Which of Many Russian Languages Defines Putin’s Russia World?

May 26, 2015
Russian language class in India. Institute of Russian Language of the RCSC. Ms. Anju Mehta gives lecture on Lermontov. Photo by Mission of Rossotrudnichestvo in India

Staunton, May 24 – Vladimir Putin insists that the unity of the Russian nation and the basis of what he calls “the Russian world” depends on the Russian language, but there are “various Russian languages,” Oleg Panfilov points out, thus prompting the question: which of these can Putin in fact use to define his nation and the world?

Panfilov, a professor at Tbilisi’s Ilya State University and the former director of the Moscow Center for Journalism in Extreme Situations, says that the reason there are so many Russian languages is that the one used “depends on the moral situation of society, or part of society, or on the authorities”.

“Thirty years ago, Soviet people spoke in public in the language of Marxism-Leninism and among themselves with curses. Now, they speak publicly largely in a jargon and among themselves in a strange mix of the language of Soviet offices and jargon,” Panfilov suggests. But that doesn’t answer the question as to which Russian Putin’s “Russian world” will speak.

According to the Russian professor, “there were always several languages,” reflecting the different circumstances people found themselves in, their position in society, their geography and their background. He notes that he learned to speak classical Russian because he grew up in Tajikistan to which so many educated Russians had been exiled.
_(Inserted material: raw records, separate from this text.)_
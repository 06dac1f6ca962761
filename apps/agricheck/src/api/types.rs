//! # API Request/Response Types
//!
//! JSON structures for the HTTP API. Every response except health carries
//! `success` and an optional `error` so the selector page can branch on one
//! field.

use agricheck_core::{
    AgricheckError, Checklist, NodeId, SearchHits, Selection, TreeNode,
    primitives::MAX_SEARCH_LENGTH,
};
use serde::{Deserialize, Serialize};
use std::collections::BTreeSet;

// =============================================================================
// HEALTH RESPONSE
// =============================================================================

/// Health check response.
#[derive(Debug, Clone, Serialize, Deserialize)]
pub struct HealthResponse {
    pub status: String,
    pub version: String,
}

impl Default for HealthResponse {
    fn default() -> Self {
        Self {
            status: "ok".to_string(),
            version: env!("CARGO_PKG_VERSION").to_string(),
        }
    }
}

// =============================================================================
// ERROR RESPONSE
// =============================================================================

/// Bare failure body, used where no richer response type applies.
#[derive(Debug, Clone, Serialize, Deserialize)]
pub struct ErrorResponse {
    pub success: bool,
    pub error: String,
}

impl ErrorResponse {
    #[must_use]
    pub fn new(error: impl Into<String>) -> Self {
        Self {
            success: false,
            error: error.into(),
        }
    }
}

// =============================================================================
// TREE RESPONSE
// =============================================================================

/// Selector tree.
#[derive(Debug, Clone, Serialize, Deserialize)]
pub struct TreeResponse {
    pub success: bool,
    pub roots: Vec<TreeNode>,
    pub collection_count: usize,
    pub inspection_point_count: usize,
    pub error: Option<String>,
}

impl TreeResponse {
    #[must_use]
    pub fn success(roots: Vec<TreeNode>, collection_count: usize, inspection_point_count: usize) -> Self {
        Self {
            success: true,
            roots,
            collection_count,
            inspection_point_count,
            error: None,
        }
    }

    #[must_use]
    pub fn error(msg: impl Into<String>) -> Self {
        Self {
            success: false,
            roots: Vec::new(),
            collection_count: 0,
            inspection_point_count: 0,
            error: Some(msg.into()),
        }
    }
}

// =============================================================================
// SEARCH
// =============================================================================

/// `GET /api/search?q=...`
#[derive(Debug, Clone, Default, Serialize, Deserialize)]
pub struct SearchParams {
    #[serde(default)]
    pub q: String,
}

impl SearchParams {
    /// Reject oversized queries.
    pub fn validate(&self) -> Result<&str, AgricheckError> {
        if self.q.len() > MAX_SEARCH_LENGTH {
            return Err(AgricheckError::SerializationError(format!(
                "Search query length {} exceeds maximum {} bytes",
                self.q.len(),
                MAX_SEARCH_LENGTH
            )));
        }
        Ok(&self.q)
    }
}

/// Search result: hits plus the ancestors to expand.
///
/// `trails[i]` is the breadcrumb trail of `hits[i]`, root first.
#[derive(Debug, Clone, Serialize, Deserialize)]
pub struct SearchResponse {
    pub success: bool,
    pub query: String,
    pub hits: Vec<NodeId>,
    pub trails: Vec<Vec<String>>,
    pub open: BTreeSet<NodeId>,
    pub error: Option<String>,
}

impl SearchResponse {
    #[must_use]
    pub fn success(query: impl Into<String>, hits: SearchHits, trails: Vec<Vec<String>>) -> Self {
        Self {
            success: true,
            query: query.into(),
            hits: hits.hits,
            trails,
            open: hits.open,
            error: None,
        }
    }

    #[must_use]
    pub fn error(query: impl Into<String>, msg: impl Into<String>) -> Self {
        Self {
            success: false,
            query: query.into(),
            hits: Vec::new(),
            trails: Vec::new(),
            open: BTreeSet::new(),
            error: Some(msg.into()),
        }
    }
}

// =============================================================================
// COMPRESS REQUEST/RESPONSE
// =============================================================================

/// Selection to compress into a checklist link.
#[derive(Debug, Clone, Serialize, Deserialize)]
pub struct CompressRequest {
    pub selected: Vec<NodeId>,
}

impl CompressRequest {
    /// Convert to a bounded [`Selection`].
    pub fn to_selection(&self) -> Result<Selection, AgricheckError> {
        Selection::from_ids(self.selected.iter().cloned())
    }
}

/// Minimal covering selection and the link built from it.
#[derive(Debug, Clone, Serialize, Deserialize)]
pub struct CompressResponse {
    pub success: bool,
    pub compressed: Vec<NodeId>,
    pub groups: String,
    pub link: Option<String>,
    pub error: Option<String>,
}

impl CompressResponse {
    #[must_use]
    pub fn success(compressed: &Selection, link: Option<String>) -> Self {
        Self {
            success: true,
            compressed: compressed.ids().iter().cloned().collect(),
            groups: compressed.to_groups_param(),
            link,
            error: None,
        }
    }

    #[must_use]
    pub fn error(msg: impl Into<String>) -> Self {
        Self {
            success: false,
            compressed: Vec::new(),
            groups: String::new(),
            link: None,
            error: Some(msg.into()),
        }
    }
}

// =============================================================================
// CHECKLIST RESPONSE
// =============================================================================

/// Expanded checklist as JSON.
#[derive(Debug, Clone, Serialize, Deserialize)]
pub struct ChecklistResponse {
    pub success: bool,
    pub checklist: Option<Checklist>,
    pub item_count: usize,
    pub error: Option<String>,
}

impl ChecklistResponse {
    #[must_use]
    pub fn success(checklist: Checklist) -> Self {
        Self {
            success: true,
            item_count: checklist.item_count(),
            checklist: Some(checklist),
            error: None,
        }
    }

    #[must_use]
    pub fn error(msg: impl Into<String>) -> Self {
        Self {
            success: false,
            checklist: None,
            item_count: 0,
            error: Some(msg.into()),
        }
    }
}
“The quality of contemporary Russian resembles the quality of the production of Russian industry,” he continues. It isn’t high, and many people prefer to use something else especially given that today “it is the language of the lies of Putin, Medvedev, Duma deputies, bureaucrats and journalists,” and “has become a unique argot of ‘the Russian world.’”

Panfilov notes that he has met many Russian speakers in various countries, some of whom have never lived in Russia or done so only long ago. The Russian they speak is “an entirely different Russian, one in which there is no place for curses” despite the frequency of the use of such words among Russians in Russia.

Russians and Russian speakers in Ukraine in particular avoid the language of curses, even in the east where Putin is trying to create his “’Russian world.’” They see the use of such words which Russians in Putin’s Russia view as completely normal as totally unacceptable, the same attitude of most peoples in Central Asia and the Caucasus.

In the Kremlin, Panfilov continues, “they have considered Russian for a long time as an ideological weapon” and have sought to impose their Russian on others not only without success but at the cost of alienating those who speak another Russian language from them but who do not want the world that Putin’s Russian reflects.

In Soviet times, Moscow attempted to destroy many of the non-Russian languages of the country. The attitude behind that approach continues, Panfilov argues. But neither what the Soviets did nor what Putin is doing has made Russian competitive with English or French. Indeed, this approach has had exactly the opposite effect.

“As long as Russia remains the language of aggression and conquest, its prospects to become popular will become ever less,” Panfilov says, noting that “in Georgia young people already almost do not speak Russian: there is no desire to speak the language of the occupiers of Abkhazia and ‘South Ossetia’ just as in Ukraine ever more ethnic Russians speak Ukrainian for the same reason.”

In the case of other countries and languages, there is a very different pattern. In Pakistan and India, there is respect for the language of the former colonial powers, as there is in Africa for French, he notes. But that is because there “language is simply a mechanism of communication and not a political lever.”

Today, it remains unclear “why in the Kremlin they simply cannot understand that to impose Russia with the help of arms is impossible and contradicts good sense.” Moreover, the language that Putin and company are imposing in this way is not classical Russian but rather “a parody on Russian” that few will want to learn or use.